*Records to use:*

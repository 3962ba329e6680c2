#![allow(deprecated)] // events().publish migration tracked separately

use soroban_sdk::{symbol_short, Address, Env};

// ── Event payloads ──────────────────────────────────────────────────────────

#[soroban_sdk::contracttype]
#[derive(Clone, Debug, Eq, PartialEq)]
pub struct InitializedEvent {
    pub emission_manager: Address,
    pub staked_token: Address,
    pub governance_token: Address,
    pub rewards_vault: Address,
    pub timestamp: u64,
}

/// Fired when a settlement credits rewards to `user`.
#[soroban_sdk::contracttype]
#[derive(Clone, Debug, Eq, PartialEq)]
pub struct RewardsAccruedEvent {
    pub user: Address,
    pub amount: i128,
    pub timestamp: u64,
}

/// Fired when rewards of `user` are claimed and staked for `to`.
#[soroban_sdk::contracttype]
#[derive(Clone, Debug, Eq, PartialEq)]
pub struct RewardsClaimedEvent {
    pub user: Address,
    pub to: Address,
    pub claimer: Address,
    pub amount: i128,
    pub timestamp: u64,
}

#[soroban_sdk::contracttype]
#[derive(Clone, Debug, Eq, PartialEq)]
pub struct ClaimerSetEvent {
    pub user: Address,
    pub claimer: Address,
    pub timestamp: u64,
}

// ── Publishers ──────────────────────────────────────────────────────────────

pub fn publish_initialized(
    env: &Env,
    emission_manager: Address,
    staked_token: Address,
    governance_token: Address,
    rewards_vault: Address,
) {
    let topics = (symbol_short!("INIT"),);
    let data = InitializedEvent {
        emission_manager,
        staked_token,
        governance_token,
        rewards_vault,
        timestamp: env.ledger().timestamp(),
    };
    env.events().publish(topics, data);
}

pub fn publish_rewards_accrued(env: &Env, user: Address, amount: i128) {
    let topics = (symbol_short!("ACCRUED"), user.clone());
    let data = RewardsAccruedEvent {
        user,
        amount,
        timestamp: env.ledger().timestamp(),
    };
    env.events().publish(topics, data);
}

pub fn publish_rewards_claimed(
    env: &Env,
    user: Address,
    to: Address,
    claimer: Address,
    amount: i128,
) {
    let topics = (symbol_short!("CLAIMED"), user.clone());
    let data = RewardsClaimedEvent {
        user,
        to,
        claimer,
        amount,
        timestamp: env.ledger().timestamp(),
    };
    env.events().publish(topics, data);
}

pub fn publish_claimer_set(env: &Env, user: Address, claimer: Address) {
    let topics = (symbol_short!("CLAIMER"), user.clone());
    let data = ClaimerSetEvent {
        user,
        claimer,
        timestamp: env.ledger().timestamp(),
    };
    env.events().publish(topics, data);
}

*Problem statement:*
Go through the listing and say how many lines contain the string "RewardsClaimedEvent", offering only the number.

*Exercise output:*
2